Task objective: Write out the data exactly, keeping every line.
^^^^
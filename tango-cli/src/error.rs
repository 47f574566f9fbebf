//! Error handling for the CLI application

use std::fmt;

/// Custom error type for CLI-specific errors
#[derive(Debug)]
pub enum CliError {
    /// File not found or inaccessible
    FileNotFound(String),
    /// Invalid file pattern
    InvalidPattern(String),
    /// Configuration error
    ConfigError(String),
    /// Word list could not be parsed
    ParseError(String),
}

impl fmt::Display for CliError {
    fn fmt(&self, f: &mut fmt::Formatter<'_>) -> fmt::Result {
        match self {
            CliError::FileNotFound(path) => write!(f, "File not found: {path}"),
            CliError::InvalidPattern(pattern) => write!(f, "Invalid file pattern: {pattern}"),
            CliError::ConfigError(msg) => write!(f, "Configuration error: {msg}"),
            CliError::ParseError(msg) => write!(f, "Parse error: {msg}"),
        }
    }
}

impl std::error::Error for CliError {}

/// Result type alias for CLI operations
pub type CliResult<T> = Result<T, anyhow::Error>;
^^^^
Output of the exercise:
filename tango-cli/src/error.rs
repository 47f574566f9fbebf
//! Error handling for the CLI application

use std::fmt;

/// Custom error type for CLI-specific errors
#[derive(Debug)]
pub enum CliError {
    /// File not found or inaccessible
    FileNotFound(String),
    /// Invalid file pattern
    InvalidPattern(String),
    /// Configuration error
    ConfigError(String),
    /// Word list could not be parsed
    ParseError(String),
}

impl fmt::Display for CliError {
    fn fmt(&self, f: &mut fmt::Formatter<'_>) -> fmt::Result {
        match self {
            CliError::FileNotFound(path) => write!(f, "File not found: {path}"),
            CliError::InvalidPattern(pattern) => write!(f, "Invalid file pattern: {pattern}"),
            CliError::ConfigError(msg) => write!(f, "Configuration error: {msg}"),
            CliError::ParseError(msg) => write!(f, "Parse error: {msg}"),
        }
    }
}

impl std::error::Error for CliError {}

/// Result type alias for CLI operations
pub type CliResult<T> = Result<T, anyhow::Error>;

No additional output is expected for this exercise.